The unidentified German woman who agreed to labor and deliver while technicians captured MRI images and her baby are doing fine, according to officials at the Berlin research hospital where the birth took place.
This MRI birth marks the high point of two years of work by a team of obstetricians, radiologists and engineers who built the magnetic resonance imaging scanner. MRI machines are usually a long narrow tube, but this specially designed one was open and had enough space for the mother, her big belly and, presumably midwives, nurses, and attending OBs.
The machine had previously captured a laboring woman and the movements her baby made during labor, but Tuesday’s birth was the first to take place inside the machine.
Researchers — and this very open-minded mom — went through the trouble of making a new kind of MRI so that they could better understand the physical mechanics of birth. Why are some women able to push out 10 pound babies, while others’ 7-pounders get stuck coming out?
MRIs capture a series of cross-sectional images of their subjects, using powerful magnets that make some of the body’s atoms detectable to radio waves.
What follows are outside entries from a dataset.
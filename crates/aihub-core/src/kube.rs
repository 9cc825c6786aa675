//! Builders for the kubectl/oc command lines the installer issues.

use std::path::Path;

use serde_json::Value;

use crate::error::{AihubError, Result};
use crate::runner::{Cmd, CommandRunner};

pub fn apply(tool: &str, manifest: &Path) -> Cmd {
    Cmd::new(tool)
        .args(["apply", "-f"])
        .arg(manifest.display().to_string())
}

pub fn apply_in(tool: &str, manifest: &Path, namespace: &str) -> Cmd {
    apply(tool, manifest).args(["-n", namespace])
}

pub fn get(tool: &str, kind: &str, name: &str) -> Cmd {
    Cmd::new(tool).args(["get", kind, name])
}

pub fn get_in(tool: &str, kind: &str, name: &str, namespace: &str) -> Cmd {
    get(tool, kind, name).args(["-n", namespace])
}

pub fn rollout_status(deployment: &str, namespace: &str) -> Cmd {
    Cmd::new("kubectl")
        .args(["rollout", "status"])
        .arg(format!("deployment/{deployment}"))
        .args(["-n", namespace])
}

/// Phase of the single pod selected by a label, e.g. `app=argo-ui`.
pub fn pod_phase_by_label(tool: &str, selector: &str) -> Cmd {
    Cmd::new(tool)
        .args(["get", "pods", "-l", selector])
        .args(["-o", "jsonpath={.items[0].status.phase}"])
}

/// Phase of a pod addressed by name.
pub fn pod_phase_of(tool: &str, pod: &str) -> Cmd {
    Cmd::new(tool)
        .args(["get", "pod", pod])
        .args(["-o", "jsonpath={.status.phase}"])
}

/// The cluster's server version, with any build-metadata suffix stripped
/// (`v1.16.2+abc` reports as `v1.16.2`).
pub fn server_version(runner: &dyn CommandRunner) -> Result<String> {
    let result = runner.run_checked(&Cmd::new("kubectl").args(["version", "-o", "json"]))?;
    let parsed: Value = serde_json::from_str(&result.stdout)?;
    let git_version = parsed
        .pointer("/serverVersion/gitVersion")
        .and_then(Value::as_str)
        .ok_or_else(|| AihubError::UnexpectedOutput {
            command: result.command.clone(),
            detail: "missing serverVersion.gitVersion".to_string(),
        })?;
    Ok(git_version
        .split('+')
        .next()
        .unwrap_or(git_version)
        .to_string())
}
The images produced reveal in high detail the body’s internal organs, soft tissue and the emerging fetus. Researchers hope additional images will give them better information about why an increasing number of babies are born via c-section.
The researchers say the machine was designed to accommodate a woman giving birth, but I wonder if they only imagined women giving birth on their backs. A truly awesome machine would be able to capture a woman in any number of positions — on all fours, squatting, sitting upright but leaning back. Lots of birthing practitioners and moms believe lying on one’s back is the worst way to give birth and comparisons with more upright births would bring solid evidence with why that could be.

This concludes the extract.